(Dataset entries)
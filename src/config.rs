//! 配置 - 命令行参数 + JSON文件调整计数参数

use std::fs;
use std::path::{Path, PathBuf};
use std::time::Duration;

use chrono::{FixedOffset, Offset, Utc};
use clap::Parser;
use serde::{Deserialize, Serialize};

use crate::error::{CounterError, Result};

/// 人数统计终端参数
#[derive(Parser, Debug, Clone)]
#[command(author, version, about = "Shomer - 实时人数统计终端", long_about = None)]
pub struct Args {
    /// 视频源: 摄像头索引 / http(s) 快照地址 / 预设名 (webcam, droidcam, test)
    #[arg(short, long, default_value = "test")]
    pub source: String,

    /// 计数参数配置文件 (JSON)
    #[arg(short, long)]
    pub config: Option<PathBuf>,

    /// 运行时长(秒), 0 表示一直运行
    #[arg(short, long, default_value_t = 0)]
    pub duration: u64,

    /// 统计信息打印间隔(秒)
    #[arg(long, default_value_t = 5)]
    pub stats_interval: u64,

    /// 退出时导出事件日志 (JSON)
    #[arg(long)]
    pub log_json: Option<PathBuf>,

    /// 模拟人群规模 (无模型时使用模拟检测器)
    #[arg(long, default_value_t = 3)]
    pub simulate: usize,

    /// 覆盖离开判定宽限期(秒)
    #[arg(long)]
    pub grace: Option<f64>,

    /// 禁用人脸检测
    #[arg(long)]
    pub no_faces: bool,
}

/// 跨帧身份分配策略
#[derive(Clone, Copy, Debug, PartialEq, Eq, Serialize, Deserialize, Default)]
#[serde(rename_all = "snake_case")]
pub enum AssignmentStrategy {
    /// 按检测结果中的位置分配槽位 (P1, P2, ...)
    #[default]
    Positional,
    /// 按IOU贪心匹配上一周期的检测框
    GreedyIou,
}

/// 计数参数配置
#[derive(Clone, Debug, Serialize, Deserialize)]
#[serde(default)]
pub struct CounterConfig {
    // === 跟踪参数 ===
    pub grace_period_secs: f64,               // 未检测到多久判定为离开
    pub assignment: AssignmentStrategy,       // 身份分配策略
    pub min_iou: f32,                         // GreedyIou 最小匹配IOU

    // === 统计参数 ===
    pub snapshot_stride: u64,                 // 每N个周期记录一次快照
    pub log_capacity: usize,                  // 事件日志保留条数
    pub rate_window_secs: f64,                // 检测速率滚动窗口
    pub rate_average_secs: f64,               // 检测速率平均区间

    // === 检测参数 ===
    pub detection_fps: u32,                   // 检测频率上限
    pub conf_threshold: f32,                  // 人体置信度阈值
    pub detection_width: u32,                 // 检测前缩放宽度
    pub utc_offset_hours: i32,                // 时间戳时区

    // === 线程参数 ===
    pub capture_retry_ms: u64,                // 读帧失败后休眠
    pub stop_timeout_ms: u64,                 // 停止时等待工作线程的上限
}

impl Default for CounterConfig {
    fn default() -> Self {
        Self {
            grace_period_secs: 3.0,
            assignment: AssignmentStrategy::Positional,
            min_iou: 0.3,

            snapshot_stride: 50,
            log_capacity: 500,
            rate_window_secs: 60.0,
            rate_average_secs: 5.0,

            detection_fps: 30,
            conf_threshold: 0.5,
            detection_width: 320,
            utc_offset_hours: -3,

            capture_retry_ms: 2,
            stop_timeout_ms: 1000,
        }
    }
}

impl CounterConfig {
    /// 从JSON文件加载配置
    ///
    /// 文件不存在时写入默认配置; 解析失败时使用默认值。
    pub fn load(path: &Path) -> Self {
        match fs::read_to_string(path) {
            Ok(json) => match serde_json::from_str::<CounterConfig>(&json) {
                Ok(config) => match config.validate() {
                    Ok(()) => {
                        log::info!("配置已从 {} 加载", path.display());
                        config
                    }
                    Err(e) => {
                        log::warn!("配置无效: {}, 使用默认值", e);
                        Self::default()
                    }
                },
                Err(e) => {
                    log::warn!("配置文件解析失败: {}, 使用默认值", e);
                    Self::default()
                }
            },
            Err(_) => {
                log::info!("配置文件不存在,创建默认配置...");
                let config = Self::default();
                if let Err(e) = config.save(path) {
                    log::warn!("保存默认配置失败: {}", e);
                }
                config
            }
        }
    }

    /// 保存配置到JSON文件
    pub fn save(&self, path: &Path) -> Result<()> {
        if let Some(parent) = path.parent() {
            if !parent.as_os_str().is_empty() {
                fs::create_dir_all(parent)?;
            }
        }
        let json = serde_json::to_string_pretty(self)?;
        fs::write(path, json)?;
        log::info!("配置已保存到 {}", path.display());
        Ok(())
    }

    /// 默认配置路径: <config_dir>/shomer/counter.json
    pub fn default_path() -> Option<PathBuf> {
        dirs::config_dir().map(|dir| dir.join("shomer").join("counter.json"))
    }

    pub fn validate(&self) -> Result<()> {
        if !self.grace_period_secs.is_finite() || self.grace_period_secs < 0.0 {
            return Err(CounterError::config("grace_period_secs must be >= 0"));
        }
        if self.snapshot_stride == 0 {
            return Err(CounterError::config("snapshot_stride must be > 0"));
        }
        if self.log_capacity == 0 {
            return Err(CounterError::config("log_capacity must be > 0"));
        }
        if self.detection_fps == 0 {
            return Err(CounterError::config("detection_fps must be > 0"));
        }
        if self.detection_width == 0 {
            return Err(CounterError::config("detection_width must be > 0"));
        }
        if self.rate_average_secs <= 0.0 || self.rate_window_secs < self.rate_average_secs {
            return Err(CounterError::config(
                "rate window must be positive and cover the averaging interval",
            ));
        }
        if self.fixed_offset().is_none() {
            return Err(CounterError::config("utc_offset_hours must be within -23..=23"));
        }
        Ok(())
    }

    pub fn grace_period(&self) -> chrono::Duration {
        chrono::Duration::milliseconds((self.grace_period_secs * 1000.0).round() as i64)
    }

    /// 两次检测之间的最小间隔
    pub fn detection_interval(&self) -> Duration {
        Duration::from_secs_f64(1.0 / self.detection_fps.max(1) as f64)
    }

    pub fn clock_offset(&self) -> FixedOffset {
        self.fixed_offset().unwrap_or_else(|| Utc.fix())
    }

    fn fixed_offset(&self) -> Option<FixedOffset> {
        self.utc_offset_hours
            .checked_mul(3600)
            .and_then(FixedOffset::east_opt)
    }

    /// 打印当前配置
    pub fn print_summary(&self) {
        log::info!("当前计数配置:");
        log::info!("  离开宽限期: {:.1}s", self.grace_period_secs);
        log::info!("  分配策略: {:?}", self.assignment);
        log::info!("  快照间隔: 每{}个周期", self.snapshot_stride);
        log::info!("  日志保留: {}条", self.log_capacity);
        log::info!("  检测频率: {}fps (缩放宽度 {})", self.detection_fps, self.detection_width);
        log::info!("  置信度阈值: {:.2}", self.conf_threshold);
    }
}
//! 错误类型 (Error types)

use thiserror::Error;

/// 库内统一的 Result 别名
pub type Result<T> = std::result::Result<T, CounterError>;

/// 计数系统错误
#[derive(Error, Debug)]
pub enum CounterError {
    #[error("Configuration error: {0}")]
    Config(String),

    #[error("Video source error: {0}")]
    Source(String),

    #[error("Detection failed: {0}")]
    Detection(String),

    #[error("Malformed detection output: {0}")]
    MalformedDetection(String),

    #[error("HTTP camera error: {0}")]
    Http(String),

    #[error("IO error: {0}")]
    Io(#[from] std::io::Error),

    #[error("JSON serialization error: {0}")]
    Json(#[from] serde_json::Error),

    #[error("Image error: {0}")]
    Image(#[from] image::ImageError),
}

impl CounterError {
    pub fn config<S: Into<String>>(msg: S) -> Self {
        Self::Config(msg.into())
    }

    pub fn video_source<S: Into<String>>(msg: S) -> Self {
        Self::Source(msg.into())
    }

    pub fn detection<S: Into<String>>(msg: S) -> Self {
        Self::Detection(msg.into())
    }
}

- **What is expected**: Exactly the lines from the one containing "use thiserror::Error;" through the end of the entries above must be output, and no others.

- **Response area**:
use thiserror::Error;

/// 库内统一的 Result 别名
pub type Result<T> = std::result::Result<T, CounterError>;

/// 计数系统错误
#[derive(Error, Debug)]
pub enum CounterError {
    #[error("Configuration error: {0}")]
    Config(String),

    #[error("Video source error: {0}")]
    Source(String),

    #[error("Detection failed: {0}")]
    Detection(String),

    #[error("Malformed detection output: {0}")]
    MalformedDetection(String),

    #[error("HTTP camera error: {0}")]
    Http(String),

    #[error("IO error: {0}")]
    Io(#[from] std::io::Error),

    #[error("JSON serialization error: {0}")]
    Json(#[from] serde_json::Error),

    #[error("Image error: {0}")]
    Image(#[from] image::ImageError),
}

impl CounterError {
    pub fn config<S: Into<String>>(msg: S) -> Self {
        Self::Config(msg.into())
    }

    pub fn video_source<S: Into<String>>(msg: S) -> Self {
        Self::Source(msg.into())
    }

    pub fn detection<S: Into<String>>(msg: S) -> Self {
        Self::Detection(msg.into())
    }
}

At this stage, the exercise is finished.